Task requirements
Looking at the listing below, how many lines include "reading"? Answer with the number only.

- - - - -

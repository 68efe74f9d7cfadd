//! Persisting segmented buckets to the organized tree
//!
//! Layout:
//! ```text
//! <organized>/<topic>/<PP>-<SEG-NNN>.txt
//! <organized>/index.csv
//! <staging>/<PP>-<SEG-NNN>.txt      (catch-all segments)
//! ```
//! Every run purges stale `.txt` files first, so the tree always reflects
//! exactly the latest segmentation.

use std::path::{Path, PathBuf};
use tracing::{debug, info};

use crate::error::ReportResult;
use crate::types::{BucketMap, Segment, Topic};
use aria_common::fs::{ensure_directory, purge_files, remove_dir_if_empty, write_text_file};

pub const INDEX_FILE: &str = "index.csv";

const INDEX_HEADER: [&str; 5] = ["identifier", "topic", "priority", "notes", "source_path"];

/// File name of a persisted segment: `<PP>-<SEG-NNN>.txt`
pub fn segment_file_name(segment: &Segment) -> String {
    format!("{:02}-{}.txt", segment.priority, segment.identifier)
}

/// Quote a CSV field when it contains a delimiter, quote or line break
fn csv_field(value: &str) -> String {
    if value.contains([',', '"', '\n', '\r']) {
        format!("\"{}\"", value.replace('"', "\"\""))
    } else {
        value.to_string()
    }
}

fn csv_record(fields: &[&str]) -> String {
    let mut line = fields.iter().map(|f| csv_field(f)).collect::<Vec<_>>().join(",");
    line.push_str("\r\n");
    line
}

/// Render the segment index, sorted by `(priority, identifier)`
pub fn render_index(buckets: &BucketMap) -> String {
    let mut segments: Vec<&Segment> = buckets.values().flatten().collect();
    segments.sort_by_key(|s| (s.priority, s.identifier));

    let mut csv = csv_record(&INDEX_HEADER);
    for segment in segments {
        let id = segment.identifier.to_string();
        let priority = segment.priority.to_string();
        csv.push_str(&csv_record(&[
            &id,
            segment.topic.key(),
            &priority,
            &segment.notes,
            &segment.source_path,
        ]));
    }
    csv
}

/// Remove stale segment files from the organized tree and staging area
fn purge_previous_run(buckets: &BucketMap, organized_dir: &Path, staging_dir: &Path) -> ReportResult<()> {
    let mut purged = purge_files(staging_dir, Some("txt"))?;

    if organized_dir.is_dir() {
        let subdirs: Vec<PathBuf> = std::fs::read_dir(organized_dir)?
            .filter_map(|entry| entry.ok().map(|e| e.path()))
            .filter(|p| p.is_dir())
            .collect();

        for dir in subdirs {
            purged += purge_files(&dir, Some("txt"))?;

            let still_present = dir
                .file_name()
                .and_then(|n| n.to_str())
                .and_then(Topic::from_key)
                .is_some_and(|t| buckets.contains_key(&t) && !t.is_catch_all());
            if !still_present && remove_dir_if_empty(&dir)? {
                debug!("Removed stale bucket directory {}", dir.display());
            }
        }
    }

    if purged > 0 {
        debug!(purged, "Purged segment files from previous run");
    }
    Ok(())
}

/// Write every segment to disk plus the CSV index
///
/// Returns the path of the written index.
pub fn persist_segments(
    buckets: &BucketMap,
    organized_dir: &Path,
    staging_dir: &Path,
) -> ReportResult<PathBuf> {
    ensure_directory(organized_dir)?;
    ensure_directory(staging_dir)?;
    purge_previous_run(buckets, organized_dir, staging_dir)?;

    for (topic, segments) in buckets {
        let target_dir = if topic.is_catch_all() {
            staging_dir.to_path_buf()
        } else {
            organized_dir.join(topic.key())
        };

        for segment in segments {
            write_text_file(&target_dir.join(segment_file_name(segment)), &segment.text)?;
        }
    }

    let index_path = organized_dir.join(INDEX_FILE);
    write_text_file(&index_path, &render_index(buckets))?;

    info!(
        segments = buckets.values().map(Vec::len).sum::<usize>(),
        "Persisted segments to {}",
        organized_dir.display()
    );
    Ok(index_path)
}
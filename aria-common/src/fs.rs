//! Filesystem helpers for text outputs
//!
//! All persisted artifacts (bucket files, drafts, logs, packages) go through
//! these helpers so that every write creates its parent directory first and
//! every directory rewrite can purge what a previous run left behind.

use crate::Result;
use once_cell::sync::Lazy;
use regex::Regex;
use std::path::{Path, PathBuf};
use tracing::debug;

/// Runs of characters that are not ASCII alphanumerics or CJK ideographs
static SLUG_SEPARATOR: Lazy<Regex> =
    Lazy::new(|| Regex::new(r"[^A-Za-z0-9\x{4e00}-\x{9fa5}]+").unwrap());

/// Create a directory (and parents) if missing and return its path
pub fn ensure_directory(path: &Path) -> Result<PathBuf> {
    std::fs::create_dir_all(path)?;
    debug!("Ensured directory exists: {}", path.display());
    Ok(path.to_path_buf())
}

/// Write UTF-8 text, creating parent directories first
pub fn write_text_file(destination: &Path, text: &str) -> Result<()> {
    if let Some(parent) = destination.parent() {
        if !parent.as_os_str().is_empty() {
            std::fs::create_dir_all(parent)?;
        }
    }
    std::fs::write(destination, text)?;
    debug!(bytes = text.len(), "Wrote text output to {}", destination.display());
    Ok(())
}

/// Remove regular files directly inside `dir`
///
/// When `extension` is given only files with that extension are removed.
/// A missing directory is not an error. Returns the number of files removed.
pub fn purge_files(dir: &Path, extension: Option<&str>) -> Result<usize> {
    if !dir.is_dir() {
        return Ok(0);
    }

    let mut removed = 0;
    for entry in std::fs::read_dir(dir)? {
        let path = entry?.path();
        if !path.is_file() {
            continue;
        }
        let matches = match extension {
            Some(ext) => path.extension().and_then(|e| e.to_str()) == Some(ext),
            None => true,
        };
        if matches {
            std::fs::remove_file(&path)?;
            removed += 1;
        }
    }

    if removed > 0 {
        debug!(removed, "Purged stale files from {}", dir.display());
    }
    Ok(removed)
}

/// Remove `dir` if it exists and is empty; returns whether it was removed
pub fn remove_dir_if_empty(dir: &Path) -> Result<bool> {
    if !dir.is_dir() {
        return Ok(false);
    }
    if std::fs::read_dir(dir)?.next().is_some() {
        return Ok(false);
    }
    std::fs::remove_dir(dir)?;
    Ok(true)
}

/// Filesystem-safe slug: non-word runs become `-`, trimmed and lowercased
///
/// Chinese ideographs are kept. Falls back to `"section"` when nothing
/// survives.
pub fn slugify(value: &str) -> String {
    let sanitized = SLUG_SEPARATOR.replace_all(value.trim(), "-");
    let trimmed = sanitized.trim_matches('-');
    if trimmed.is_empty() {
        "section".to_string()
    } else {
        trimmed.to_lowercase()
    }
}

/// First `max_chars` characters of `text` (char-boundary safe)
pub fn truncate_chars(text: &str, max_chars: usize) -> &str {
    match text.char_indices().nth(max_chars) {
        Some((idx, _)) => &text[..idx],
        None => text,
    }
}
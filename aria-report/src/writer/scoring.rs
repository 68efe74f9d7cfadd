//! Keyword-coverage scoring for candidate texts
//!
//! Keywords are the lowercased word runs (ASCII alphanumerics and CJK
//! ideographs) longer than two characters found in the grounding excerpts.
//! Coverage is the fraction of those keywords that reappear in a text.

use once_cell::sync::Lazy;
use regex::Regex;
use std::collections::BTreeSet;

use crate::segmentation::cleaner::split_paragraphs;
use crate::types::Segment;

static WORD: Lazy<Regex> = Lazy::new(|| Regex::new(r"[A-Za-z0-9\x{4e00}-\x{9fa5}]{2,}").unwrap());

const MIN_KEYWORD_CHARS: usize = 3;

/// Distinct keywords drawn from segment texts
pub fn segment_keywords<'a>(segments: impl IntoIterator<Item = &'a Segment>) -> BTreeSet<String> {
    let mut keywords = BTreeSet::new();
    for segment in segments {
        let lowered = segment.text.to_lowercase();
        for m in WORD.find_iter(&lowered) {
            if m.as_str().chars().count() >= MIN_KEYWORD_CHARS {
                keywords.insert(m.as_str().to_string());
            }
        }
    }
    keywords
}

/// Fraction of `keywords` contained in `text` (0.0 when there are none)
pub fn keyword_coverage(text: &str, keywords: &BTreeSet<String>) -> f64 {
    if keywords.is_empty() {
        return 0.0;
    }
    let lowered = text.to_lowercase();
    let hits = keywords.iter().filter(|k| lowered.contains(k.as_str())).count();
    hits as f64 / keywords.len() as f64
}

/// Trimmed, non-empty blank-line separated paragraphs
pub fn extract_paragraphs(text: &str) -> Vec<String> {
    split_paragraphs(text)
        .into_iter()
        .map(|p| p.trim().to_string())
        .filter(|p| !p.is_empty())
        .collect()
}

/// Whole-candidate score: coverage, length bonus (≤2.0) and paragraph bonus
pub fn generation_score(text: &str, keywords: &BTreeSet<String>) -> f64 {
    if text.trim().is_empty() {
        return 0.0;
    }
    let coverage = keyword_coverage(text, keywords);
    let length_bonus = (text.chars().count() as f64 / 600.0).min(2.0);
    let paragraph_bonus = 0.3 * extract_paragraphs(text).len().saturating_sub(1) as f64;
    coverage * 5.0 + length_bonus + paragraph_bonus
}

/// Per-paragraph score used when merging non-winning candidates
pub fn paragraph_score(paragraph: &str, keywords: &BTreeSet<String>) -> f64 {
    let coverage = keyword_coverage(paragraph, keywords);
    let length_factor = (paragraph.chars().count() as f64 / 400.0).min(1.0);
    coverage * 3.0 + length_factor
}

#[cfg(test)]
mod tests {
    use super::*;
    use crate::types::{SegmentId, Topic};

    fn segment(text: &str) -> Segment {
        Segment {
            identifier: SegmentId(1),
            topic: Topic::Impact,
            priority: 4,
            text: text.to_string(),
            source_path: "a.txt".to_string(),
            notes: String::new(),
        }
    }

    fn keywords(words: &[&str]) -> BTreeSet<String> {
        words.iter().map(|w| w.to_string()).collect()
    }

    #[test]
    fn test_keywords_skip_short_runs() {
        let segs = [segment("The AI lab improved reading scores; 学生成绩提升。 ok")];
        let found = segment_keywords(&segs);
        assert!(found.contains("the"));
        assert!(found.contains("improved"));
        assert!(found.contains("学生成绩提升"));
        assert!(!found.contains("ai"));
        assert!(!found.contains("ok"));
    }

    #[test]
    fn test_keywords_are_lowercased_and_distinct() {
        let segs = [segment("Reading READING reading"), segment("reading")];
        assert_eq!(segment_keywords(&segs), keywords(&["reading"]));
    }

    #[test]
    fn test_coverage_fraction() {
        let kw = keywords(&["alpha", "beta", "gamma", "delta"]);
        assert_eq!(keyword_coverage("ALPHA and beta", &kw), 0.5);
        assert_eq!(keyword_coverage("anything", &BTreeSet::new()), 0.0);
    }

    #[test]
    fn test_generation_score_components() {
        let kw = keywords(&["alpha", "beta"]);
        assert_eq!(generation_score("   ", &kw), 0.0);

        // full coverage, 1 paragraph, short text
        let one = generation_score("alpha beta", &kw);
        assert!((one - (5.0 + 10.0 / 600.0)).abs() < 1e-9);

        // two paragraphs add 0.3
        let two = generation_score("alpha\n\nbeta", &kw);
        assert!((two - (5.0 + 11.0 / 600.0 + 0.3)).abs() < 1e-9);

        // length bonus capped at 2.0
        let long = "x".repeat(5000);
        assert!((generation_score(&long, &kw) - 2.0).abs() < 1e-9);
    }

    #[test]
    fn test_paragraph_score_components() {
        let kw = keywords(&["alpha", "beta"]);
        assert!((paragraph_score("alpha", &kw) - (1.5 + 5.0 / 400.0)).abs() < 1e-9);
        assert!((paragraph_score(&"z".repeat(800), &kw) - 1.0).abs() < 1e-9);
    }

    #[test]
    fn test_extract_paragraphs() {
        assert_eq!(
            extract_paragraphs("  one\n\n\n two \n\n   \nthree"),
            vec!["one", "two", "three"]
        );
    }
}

- - - - -

Exercise answer
3